Sara M. Robinson
When I was in my second fall UVA-OLLI session I was asked this on the first day.
The easy answer is because I like so many of the contemporary women poets. But that’s too easy; and I’m skirting around the issue.
The issue is that women poets have not always received the recognition they’ve earned. I’m not sure I know why, but I can tell you that when I read bios of well-known women poets (i.e. Anne Sexton, Rae Armantrout, Maxine Kumin) I learned that most were influenced by well-known male poets (i.e. Ezra Pound, T.S. Eliot, Robert Frost, William Carlos Williams). You get the drift.
In one source, I did learn that Gertrude Stein mentored Ernest Hemingway through her famous Paris writing salon. I read in scarce commentaries of the influence of Edna St. Vincent Millay and Elizabeth Bishop; I do find comfort in that. However, it’s not enough for me. I want to see more of our spectacular women poets being cited and mentioned more frequently in journals and literary magazines.
Even anthologies need to step up and increase the exposure. For example, I used the 2nd edition (2003) of the Vintage Book of Contemporary American Poetry in the course I taught. This text contains seventy-five outstanding poets, but only twenty-two are women! Not even half!
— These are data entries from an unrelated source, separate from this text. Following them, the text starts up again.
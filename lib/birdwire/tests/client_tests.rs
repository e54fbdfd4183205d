//! End-to-end tests of the endpoint pipeline against a wiremock server.

use assert2::{check, let_assert};
use birdwire::entities::{ComplianceJobKind, User};
use birdwire::middleware::ConcurrencyLimitLayer;
use birdwire::{AuthMode, Client, Credentials, Error, HyperTransport, Params};
use serde_json::json;
use wiremock::matchers::{
    body_json, body_string, header, header_regex, method, path, query_param,
    query_param_is_missing,
};
use wiremock::{Mock, MockServer, ResponseTemplate};

fn app_only(server: &MockServer) -> Client {
    let credentials = Credentials::bearer("app-token").expect("credentials");
    Client::builder()
        .credentials(credentials)
        .base_url(format!("{}/2", server.uri()))
        .token_url(format!("{}/oauth2/token", server.uri()))
        .build()
        .expect("client")
}

fn full(server: &MockServer) -> Client {
    let credentials = Credentials::builder()
        .consumer("ckey", "csecret")
        .access("42-atoken", "asecret")
        .bearer_token("app-token")
        .build()
        .expect("credentials");
    Client::builder()
        .credentials(credentials)
        .base_url(format!("{}/2", server.uri()))
        .build()
        .expect("client")
}

#[tokio::test]
async fn lookup_decodes_data_and_includes() {
    let server = MockServer::start().await;
    Mock::given(method("GET"))
        .and(path("/2/tweets/20"))
        .and(query_param("expansions", "author_id"))
        .and(header("Authorization", "Bearer app-token"))
        .respond_with(ResponseTemplate::new(200).set_body_json(json!({
            "data": {"id": "20", "text": "just setting up my twttr", "author_id": "12"},
            "includes": {"users": [{"id": "12", "name": "jack", "username": "jack"}]}
        })))
        .expect(1)
        .mount(&server)
        .await;

    let client = app_only(&server);
    let envelope = client
        .tweet("20", Params::new().with("expansions", ["author_id"]))
        .await
        .expect("envelope");

    check!(envelope.is_success());
    let_assert!(Some(tweet) = envelope.data());
    check!(tweet.text == "just setting up my twttr");
    let_assert!(Some(author) = envelope.includes().user("12"));
    check!(author.username == "jack");
}

#[tokio::test]
async fn underscore_field_names_are_sent_dotted() {
    let server = MockServer::start().await;
    Mock::given(method("GET"))
        .and(path("/2/users/by/username/jack"))
        .and(query_param("user.fields", "created_at,protected"))
        .respond_with(ResponseTemplate::new(200).set_body_json(json!({
            "data": {"id": "12", "name": "jack", "username": "jack", "protected": false}
        })))
        .expect(1)
        .mount(&server)
        .await;

    let client = app_only(&server);
    let envelope = client
        .user_by_username(
            "jack",
            Params::new().with("user_fields", ["created_at", "protected"]),
        )
        .await
        .expect("envelope");

    let_assert!(Some(user) = envelope.into_data());
    check!(user.protected == Some(false));
}

#[tokio::test]
async fn unknown_parameter_makes_no_request() {
    let server = MockServer::start().await;
    Mock::given(method("GET"))
        .respond_with(ResponseTemplate::new(200))
        .expect(0)
        .mount(&server)
        .await;

    let client = app_only(&server);
    let result = client
        .tweet("20", Params::new().with("bogus", "x"))
        .await;

    let_assert!(Err(Error::UnsupportedParameter { endpoint, name }) = result);
    check!(endpoint == "tweet");
    check!(name == "bogus");
}

#[tokio::test]
async fn pages_follow_pagination_token() {
    let server = MockServer::start().await;
    Mock::given(method("GET"))
        .and(path("/2/users/12/followers"))
        .and(query_param("max_results", "2"))
        .and(query_param_is_missing("pagination_token"))
        .respond_with(ResponseTemplate::new(200).set_body_json(json!({
            "data": [
                {"id": "1", "name": "One", "username": "one"},
                {"id": "2", "name": "Two", "username": "two"}
            ],
            "meta": {"result_count": 2, "next_token": "PAGE2"}
        })))
        .expect(1)
        .mount(&server)
        .await;
    Mock::given(method("GET"))
        .and(path("/2/users/12/followers"))
        .and(query_param("max_results", "2"))
        .and(query_param("pagination_token", "PAGE2"))
        .respond_with(ResponseTemplate::new(200).set_body_json(json!({
            "data": [{"id": "3", "name": "Three", "username": "three"}],
            "meta": {"result_count": 1}
        })))
        .expect(1)
        .mount(&server)
        .await;

    let client = app_only(&server);
    let first = client
        .followers("12", Params::new().with("max_results", 2))
        .await
        .expect("first page");
    check!(first.items().len() == 2);
    check!(first.has_next());

    let second = first.next_page().await.expect("second page");
    let names = second
        .items()
        .iter()
        .map(|user: &User| user.username.as_str())
        .collect::<Vec<_>>();
    check!(names == ["three"]);
    check!(!second.has_next());

    let_assert!(Err(Error::NoNextPage) = second.next_page().await);
}

#[tokio::test]
async fn search_pages_follow_next_token() {
    let server = MockServer::start().await;
    Mock::given(method("GET"))
        .and(path("/2/tweets/search/recent"))
        .and(query_param("query", "from:jack"))
        .and(query_param("next_token", "b26v89c19zqg8o3f"))
        .respond_with(ResponseTemplate::new(200).set_body_json(json!({
            "data": [{"id": "7", "text": "older"}],
            "meta": {"result_count": 1}
        })))
        .expect(1)
        .mount(&server)
        .await;
    Mock::given(method("GET"))
        .and(path("/2/tweets/search/recent"))
        .and(query_param("query", "from:jack"))
        .and(query_param_is_missing("next_token"))
        .respond_with(ResponseTemplate::new(200).set_body_json(json!({
            "data": [{"id": "9", "text": "newer"}],
            "meta": {"result_count": 1, "next_token": "b26v89c19zqg8o3f"}
        })))
        .expect(1)
        .mount(&server)
        .await;

    let client = app_only(&server);
    let first = client
        .search_recent("from:jack", Params::new())
        .await
        .expect("first page");
    let second = first.next_page().await.expect("second page");

    let_assert!([tweet] = second.items());
    check!(tweet.text == "older");
    check!(second.binding().params().contains("next_token"));
}

#[tokio::test]
async fn rate_limited_call_keeps_counters_and_problem() {
    let server = MockServer::start().await;
    Mock::given(method("GET"))
        .and(path("/2/tweets/search/recent"))
        .respond_with(
            ResponseTemplate::new(429)
                .insert_header("x-rate-limit-limit", "450")
                .insert_header("x-rate-limit-remaining", "0")
                .insert_header("x-rate-limit-reset", "1700000000")
                .set_body_json(json!({
                    "title": "Too Many Requests",
                    "detail": "Too Many Requests",
                    "type": "about:blank",
                    "status": 429
                })),
        )
        .expect(1)
        .mount(&server)
        .await;

    let client = app_only(&server);
    let page = client
        .search_recent("rust", Params::new())
        .await
        .expect("envelope, not an error");

    check!(page.status() == 429);
    check!(page.items().is_empty());
    let limits = page.rate_limits();
    check!(limits.limit == 450);
    check!(limits.is_exhausted());
    let_assert!([problem] = page.errors());
    check!(problem.description() == "Too Many Requests");
}

#[tokio::test]
async fn me_routes_are_signed_with_oauth() {
    let server = MockServer::start().await;
    Mock::given(method("POST"))
        .and(path("/2/users/42/likes"))
        .and(header_regex("Authorization", r#"^OAuth oauth_consumer_key="ckey", "#))
        .and(header_regex("Content-Type", "^application/json"))
        .and(body_json(json!({"tweet_id": "20"})))
        .respond_with(ResponseTemplate::new(200).set_body_json(json!({
            "data": {"liked": true}
        })))
        .expect(1)
        .mount(&server)
        .await;

    let client = full(&server);
    let envelope = client.like("20").await.expect("envelope");
    let_assert!(Some(status) = envelope.data());
    check!(status.liked == Some(true));
}

#[tokio::test]
async fn as_user_override_is_kept_across_pages() {
    let server = MockServer::start().await;
    Mock::given(method("GET"))
        .and(path("/2/users/12/following"))
        .and(query_param_is_missing("pagination_token"))
        .and(header_regex("Authorization", "^OAuth "))
        .respond_with(ResponseTemplate::new(200).set_body_json(json!({
            "data": [{"id": "1", "name": "One", "username": "one"}],
            "meta": {"result_count": 1, "next_token": "NEXT"}
        })))
        .expect(1)
        .mount(&server)
        .await;
    Mock::given(method("GET"))
        .and(path("/2/users/12/following"))
        .and(query_param("pagination_token", "NEXT"))
        .and(header_regex("Authorization", "^OAuth "))
        .respond_with(ResponseTemplate::new(200).set_body_json(json!({
            "data": [],
            "meta": {"result_count": 0}
        })))
        .expect(1)
        .mount(&server)
        .await;

    let client = full(&server).as_user();
    check!(client.auth_override() == Some(AuthMode::UserContext));

    let first = client.following("12", Params::new()).await.expect("first page");
    let second = first.next_page().await.expect("second page");
    check!(second.items().is_empty());
}

#[tokio::test]
async fn me_route_without_user_id_fails_locally() {
    let server = MockServer::start().await;
    Mock::given(method("DELETE"))
        .respond_with(ResponseTemplate::new(200))
        .expect(0)
        .mount(&server)
        .await;

    let client = app_only(&server);
    let_assert!(Err(Error::Configuration(_)) = client.unlike("20").await);
}

#[tokio::test]
async fn compliance_jobs_send_their_kind() {
    let server = MockServer::start().await;
    Mock::given(method("GET"))
        .and(path("/2/compliance/jobs"))
        .and(query_param("type", "tweets"))
        .and(header("Authorization", "Bearer app-token"))
        .respond_with(ResponseTemplate::new(200).set_body_json(json!({
            "data": [{
                "id": "1382081613278814209",
                "type": "tweets",
                "status": "in_progress",
                "resumable": false,
                "name": "my job"
            }]
        })))
        .expect(1)
        .mount(&server)
        .await;

    let client = full(&server);
    let envelope = client
        .compliance_jobs(ComplianceJobKind::Tweets, Params::new())
        .await
        .expect("envelope");
    let_assert!([job] = envelope.items());
    check!(job.kind == ComplianceJobKind::Tweets);
}

#[tokio::test]
async fn bearer_token_is_fetched_once_and_used() {
    let server = MockServer::start().await;
    Mock::given(method("POST"))
        .and(path("/oauth2/token"))
        .and(header("Authorization", "Basic Y2tleTpjc2VjcmV0"))
        .and(body_string("grant_type=client_credentials"))
        .respond_with(ResponseTemplate::new(200).set_body_json(json!({
            "token_type": "bearer",
            "access_token": "fresh-token"
        })))
        .expect(1)
        .mount(&server)
        .await;
    Mock::given(method("GET"))
        .and(path("/2/tweets/counts/recent"))
        .and(query_param("query", "rust"))
        .and(header("Authorization", "Bearer fresh-token"))
        .respond_with(ResponseTemplate::new(200).set_body_json(json!({
            "data": [{"start": "2023-11-14T00:00:00.000Z", "end": "2023-11-15T00:00:00.000Z", "tweet_count": 12}],
            "meta": {"total_tweet_count": 12}
        })))
        .expect(1)
        .mount(&server)
        .await;

    let credentials = Credentials::builder()
        .consumer("ckey", "csecret")
        .access("42-atoken", "asecret")
        .build()
        .expect("credentials");
    let client = Client::builder()
        .credentials(credentials)
        .base_url(format!("{}/2", server.uri()))
        .token_url(format!("{}/oauth2/token", server.uri()))
        .build()
        .expect("client")
        .ensure_bearer_token()
        .await
        .expect("token exchange");
    check!(client.credentials().bearer_token() == Some("fresh-token"));

    let again = client.ensure_bearer_token().await.expect("no second exchange");
    let counts = again
        .counts_recent("rust", Params::new())
        .await
        .expect("counts");
    check!(counts.meta().total_tweet_count == Some(12));
    let_assert!([bucket] = counts.items());
    check!(bucket.tweet_count == 12);
}

#[tokio::test]
async fn client_on_a_concurrency_limited_transport() {
    let server = MockServer::start().await;
    Mock::given(method("GET"))
        .and(path("/2/tweets/1"))
        .respond_with(ResponseTemplate::new(200).set_body_json(json!({
            "data": {"id": "1", "text": "hello"}
        })))
        .expect(2)
        .mount(&server)
        .await;

    let transport = HyperTransport::builder()
        .layer(ConcurrencyLimitLayer::new(4))
        .build();
    let client = Client::builder()
        .credentials(Credentials::bearer("app-token").expect("credentials"))
        .base_url(format!("{}/2", server.uri()))
        .transport(transport)
        .build()
        .expect("client");

    let (first, second) = tokio::join!(
        client.tweet("1", Params::new()),
        client.tweet("1", Params::new())
    );
    for envelope in [first, second] {
        let envelope = envelope.expect("envelope");
        let_assert!(Some(tweet) = envelope.data());
        check!(tweet.text == "hello");
    }
}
In the Best of the Best of American Poetry (25th Anniversary Edition, 2013) there are one hundred poems, of which only thirty-eight are written by women. What gives? I could continue with my count, but again you get the picture. We have Pulitzer Prize winning women poets and yet one had to work pretty darn hard to find them in years past. And, by the way, out of ninety-one Pulitzer Prizes given for poetry, only twenty-five have been given to women. Having said that, to be fair, starting with 2010, all the poetry prizes have gone to women. So, maybe something is happening.
I try to do my part in getting the voices of women poets out there. I don’t buy into the line that there are not as many as men. They are out there all right. We shouldn’t have to dig with a backhoe to find them either. I want to see shelves filled with Tracey K. Smith, Jane Hirshfield, and Sharon Olds books, Lesley Wheeler and Charlotte Matthews, too. I want to see more community-based readings where the list is balanced between the men and women. I want to read more essays about the influence of women poets on our current literature.
While many of the general anthologies omit the presence, never mind neglecting the importance, of women poets, here are several books with women featured: Innovative Women Poets(2007), an anthology of contemporary women’s poetry and interviews; Fire on Her Tongue(2011), a ground-breaking eBook anthology of women’s poetry(1st electronic collection of poems by women who are writing to day!); When She Named Fire: AnAnthology of Contemporary Poetry by American Women(2009),the mother lode: 461 poems by 96 American women poets.
Can I hear a call for more?
Sara M. Robinson, founder of the Lonesome Mountain Pro(s)e Writers’ Workshop, and former Instructor of a course on Contemporary American Poets at UVA-OLLI, was poetry columnist for Southern Writers Magazine and inagural poetry editor for Virginia Literary Journal. She has served as guest lecturer at UVA’s College at Wise, Wise, VA. Her poetry has appeared in various anthologies, including We Grew Wings and Flew (2014), Scratching Against the Fabric (2015), Virginia Writer’s Club Centennial Anthology (2017), Blue Ridge Anthologies and Mizmor Anthology (2018). Journals include: Loch Raven Review, The Virginia Literary Journal, vox poetica, Jimson Weed, Whisky Advocate, and Poetica. She is poet and author of Love Always, Hobby and Jessie (2009), Two Little Girls in a Wading Pool (2012), A Cruise in Rare Waters (2013 Stones for Words (2014), Sometimes the Little Town (2016), a finalist for the Poetry Society of Virginia’s 2017 Book Award. In 2019, Needville, her poetry about effects of coal mining on SW Virginia was released and in 2020 debuted as play in Charlottesville. Her most recent publication is Simple River (2020, Cyberwit).